(Stored data entries)
# # #

//! headsetd
//!
//! Replays raw headset notifications against a scripted device and prints
//! the normalized application events as JSON lines on stdout.

use std::path::{Path, PathBuf};

use clap::Parser;
use tokio::io::{AsyncBufRead, AsyncBufReadExt, AsyncRead, AsyncWriteExt, BufReader};
use tokio::sync::mpsc;
use tokio_stream::wrappers::LinesStream;
use tokio_stream::StreamExt;
use tracing::{debug, error, info, warn, Level};
use tracing_subscriber::FmtSubscriber;

use headsetd::{
    capabilities::parse_product_id, CapabilityTable, CapabilityWatcher, Config, DeviceController,
    DeviceProfile, NormalizedEvent, RawEvent, ReplayStep, Simulator,
};

/// Replay steps buffered between the reader and the engine
const STEP_CHANNEL_CAPACITY: usize = 64;

/// headsetd - Normalizes raw headset notifications into application events
#[derive(Parser, Debug)]
#[command(name = "headsetd")]
#[command(version, about, long_about = None)]
struct Args {
    /// Configuration file path (default: ~/.config/headsetd/config.json)
    #[arg(short, long)]
    config: Option<PathBuf>,

    /// Capability table path, overrides the configuration
    #[arg(long)]
    capabilities: Option<PathBuf>,

    /// Device profile (JSON) plugged in at startup
    #[arg(short, long)]
    device: Option<PathBuf>,

    /// Replay script (JSON lines), read from stdin when absent
    #[arg(short, long)]
    events: Option<PathBuf>,

    /// Drop docking and wear events produced by the startup poll
    #[arg(long)]
    suppress_initial: bool,

    /// Enable verbose logging
    #[arg(short, long)]
    verbose: bool,

    /// Print the resolved capabilities of a product id and exit
    #[arg(long, value_name = "PRODUCT_ID")]
    resolve: Option<String>,

    /// Product name used with --resolve
    #[arg(long, requires = "resolve")]
    name: Option<String>,
}

#[tokio::main]
async fn main() -> Result<(), Box<dyn std::error::Error>> {
    let args = Args::parse();

    // Initialize logging; stdout carries events only
    let level = if args.verbose { Level::DEBUG } else { Level::INFO };
    let subscriber = FmtSubscriber::builder()
        .with_max_level(level)
        .with_writer(std::io::stderr)
        .finish();
    tracing::subscriber::set_global_default(subscriber)?;

    let mut config = match &args.config {
        Some(path) => Config::load(path),
        None => Config::load_default(),
    }
    .unwrap_or_else(|e| {
        warn!("Failed to load config, using defaults: {}", e);
        Config::default()
    });
    if let Some(path) = &args.capabilities {
        config.capabilities_file = Some(path.clone());
    }
    let suppress_initial = args.suppress_initial || config.suppress_initial_state;

    let capabilities_path = config.capabilities_path();
    let table = CapabilityTable::load_or_empty(&capabilities_path);

    // Handle --resolve flag
    if let Some(product_id) = &args.resolve {
        let product_id = parse_product_id(product_id)
            .ok_or_else(|| format!("invalid product id: {}", product_id))?;
        let capabilities = table.resolve(product_id, args.name.as_deref().unwrap_or(""));
        println!("{}", serde_json::to_string_pretty(&capabilities)?);
        return Ok(());
    }

    info!("headsetd starting...");

    // Keep the watcher alive for the lifetime of the engine
    let (_watcher, reloads) = if config.watch_capabilities {
        match CapabilityWatcher::start(&capabilities_path) {
            Ok((watcher, rx)) => {
                info!(path = %watcher.path().display(), "Capability table hot reload enabled");
                (Some(watcher), rx)
            }
            Err(e) => {
                warn!("Capability table hot reload unavailable: {}", e);
                (None, mpsc::unbounded_channel().1)
            }
        }
    } else {
        (None, mpsc::unbounded_channel().1)
    };

    let (feedback_tx, feedback_rx) = mpsc::unbounded_channel::<RawEvent>();
    let simulator = Simulator::with_feedback(feedback_tx);
    if let Some(path) = &args.device {
        let profile = load_profile(path)?;
        info!(
            product_id = %format!("0x{:04X}", profile.product_id),
            name = %profile.product_name,
            "Device profile plugged in"
        );
        simulator.plug(profile);
    }

    let (event_tx, event_rx) = mpsc::unbounded_channel::<NormalizedEvent>();
    let controller = DeviceController::new(Box::new(simulator.session()), table, event_tx);

    let input: Box<dyn AsyncRead + Unpin + Send> = match &args.events {
        Some(path) => Box::new(tokio::fs::File::open(path).await?),
        None => Box::new(tokio::io::stdin()),
    };

    let (step_tx, step_rx) = mpsc::channel::<ReplayStep>(STEP_CHANNEL_CAPACITY);

    let reader_handle =
        tokio::spawn(async move { run_reader(BufReader::new(input), step_tx).await });
    let printer_handle = tokio::spawn(async move { run_printer(event_rx, suppress_initial).await });
    let engine_handle = tokio::spawn(async move {
        run_engine(controller, simulator, step_rx, feedback_rx, reloads).await
    });

    info!("headsetd ready");

    let finished = async {
        if let Err(e) = engine_handle.await {
            error!("Engine task panicked: {:?}", e);
        }
        match printer_handle.await {
            Ok(Ok(())) => {}
            Ok(Err(e)) => error!("Failed to write events: {}", e),
            Err(e) => error!("Printer task panicked: {:?}", e),
        }
    };

    tokio::select! {
        _ = tokio::signal::ctrl_c() => {
            info!("Shutdown signal received, exiting...");
        }
        _ = finished => {
            info!("Replay finished");
        }
    }

    reader_handle.abort();
    Ok(())
}

/// Load a device profile from a JSON file
fn load_profile(path: &Path) -> Result<DeviceProfile, Box<dyn std::error::Error>> {
    let contents = std::fs::read_to_string(path)?;
    Ok(serde_json::from_str(&contents)?)
}

/// Parse one line of a replay script
///
/// Blank lines and `#` comments yield `None`.
fn parse_step(line: &str) -> Result<Option<ReplayStep>, serde_json::Error> {
    let line = line.trim();
    if line.is_empty() || line.starts_with('#') {
        return Ok(None);
    }
    serde_json::from_str(line).map(Some)
}

/// Read replay steps and forward them in order
///
/// Malformed lines are logged and skipped.
async fn run_reader<R: AsyncBufRead + Unpin>(reader: R, step_tx: mpsc::Sender<ReplayStep>) {
    let mut lines = LinesStream::new(reader.lines());
    let mut line_number = 0usize;

    while let Some(line) = lines.next().await {
        line_number += 1;
        let line = match line {
            Ok(line) => line,
            Err(e) => {
                error!("Failed to read replay input: {}", e);
                break;
            }
        };

        match parse_step(&line) {
            Ok(Some(step)) => {
                if step_tx.send(step).await.is_err() {
                    debug!("Engine stopped, no longer reading input");
                    break;
                }
            }
            Ok(None) => {}
            Err(e) => warn!(line = line_number, error = %e, "Skipping malformed replay step"),
        }
    }

    debug!(lines = line_number, "Replay input exhausted");
}

/// Own the controller and dispatch every raw event to completion
///
/// Device feedback is drained before the next scripted step, so events
/// raised by a query are handled as part of the step that caused them.
async fn run_engine(
    mut controller: DeviceController<mpsc::UnboundedSender<NormalizedEvent>>,
    simulator: Simulator,
    mut steps: mpsc::Receiver<ReplayStep>,
    mut feedback: mpsc::UnboundedReceiver<RawEvent>,
    mut reloads: mpsc::UnboundedReceiver<CapabilityTable>,
) {
    if !controller.attach() {
        info!("No headset attached, waiting for a device");
    }

    loop {
        tokio::select! {
            biased;

            Some(event) = feedback.recv() => controller.handle(event),
            Some(table) = reloads.recv() => controller.set_capability_table(table),
            step = steps.recv() => match step {
                Some(step) => {
                    if let Some(event) = simulator.apply(step) {
                        controller.handle(event);
                    }
                }
                None => break,
            },
        }
    }

    // Feedback raised by the final step
    while let Ok(event) = feedback.try_recv() {
        controller.handle(event);
    }
}

/// Write normalized events to stdout as JSON lines
async fn run_printer(
    mut events: mpsc::UnboundedReceiver<NormalizedEvent>,
    suppress_initial: bool,
) -> std::io::Result<()> {
    let mut stdout = tokio::io::stdout();

    while let Some(event) = events.recv().await {
        if suppress_initial && event.is_initial_state() {
            debug!(event = event.name(), "Suppressed initial state event");
            continue;
        }

        let mut line = serde_json::to_string(&event)?;
        line.push('\n');
        stdout.write_all(line.as_bytes()).await?;
        stdout.flush().await?;
    }

    Ok(())
}

#[cfg(test)]
mod tests {
    use super::*;

    #[test]
    fn test_args_defaults() {
        let args = Args::try_parse_from(["headsetd"]).unwrap();
        assert!(args.config.is_none());
        assert!(args.events.is_none());
        assert!(!args.suppress_initial);
        assert!(!args.verbose);
    }

    #[test]
    fn test_args_resolve() {
        let args = Args::try_parse_from([
            "headsetd", "--resolve", "0xAC01", "--name", "Savi 7xx",
        ])
        .unwrap();
        assert_eq!(args.resolve.as_deref(), Some("0xAC01"));
        assert_eq!(args.name.as_deref(), Some("Savi 7xx"));
    }

    #[test]
    fn test_args_name_requires_resolve() {
        assert!(Args::try_parse_from(["headsetd", "--name", "Savi 7xx"]).is_err());
    }

    #[test]
    fn test_parse_step_skips_blank_and_comments() {
        assert!(parse_step("").unwrap().is_none());
        assert!(parse_step("   ").unwrap().is_none());
        assert!(parse_step("# plug the headset").unwrap().is_none());
        assert!(matches!(parse_step(r#"{"step":"unplug"}"#).unwrap(), Some(ReplayStep::Unplug)));
        assert!(parse_step("{\"step\":").is_err());
    }

    #[tokio::test]
    async fn test_reader_skips_malformed_lines() {
        let script = "{\"step\":\"unplug\"}\nnot json\n\n{\"step\":\"set_active_call\",\"active\":true}\n";
        let (tx, mut rx) = mpsc::channel(8);

        run_reader(BufReader::new(script.as_bytes()), tx).await;

        assert!(matches!(rx.recv().await, Some(ReplayStep::Unplug)));
        assert!(matches!(
            rx.recv().await,
            Some(ReplayStep::SetActiveCall { active: true })
        ));
        assert!(rx.recv().await.is_none());
    }

    #[tokio::test]
    async fn test_engine_attaches_on_plug() {
        let (feedback_tx, feedback_rx) = mpsc::unbounded_channel();
        let simulator = Simulator::with_feedback(feedback_tx);
        let (event_tx, mut event_rx) = mpsc::unbounded_channel();
        let controller =
            DeviceController::new(Box::new(simulator.session()), CapabilityTable::new(), event_tx);

        let (step_tx, step_rx) = mpsc::channel(8);
        let (_reload_tx, reload_rx) = mpsc::unbounded_channel();
        step_tx
            .send(ReplayStep::Plug {
                profile: DeviceProfile::new(0xAC01, "Savi 7xx"),
            })
            .await
            .unwrap();
        step_tx.send(ReplayStep::Unplug).await.unwrap();
        drop(step_tx);

        run_engine(controller, simulator, step_rx, feedback_rx, reload_rx).await;

        let mut names = Vec::new();
        while let Ok(event) = event_rx.try_recv() {
            names.push(event.name());
        }
        let attached = names.iter().position(|n| *n == "Attached").unwrap();
        let detached = names.iter().position(|n| *n == "Detached").unwrap();
        assert!(attached < detached);
    }
}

# # #

§ What the exercise asks
Where does "AsyncBufRead" appear in the records above? Copy every line that has it.

§ Output for this exercise
use tokio::io::{AsyncBufRead, AsyncBufReadExt, AsyncRead, AsyncWriteExt, BufReader};
async fn run_reader<R: AsyncBufRead + Unpin>(reader: R, step_tx: mpsc::Sender<ReplayStep>) {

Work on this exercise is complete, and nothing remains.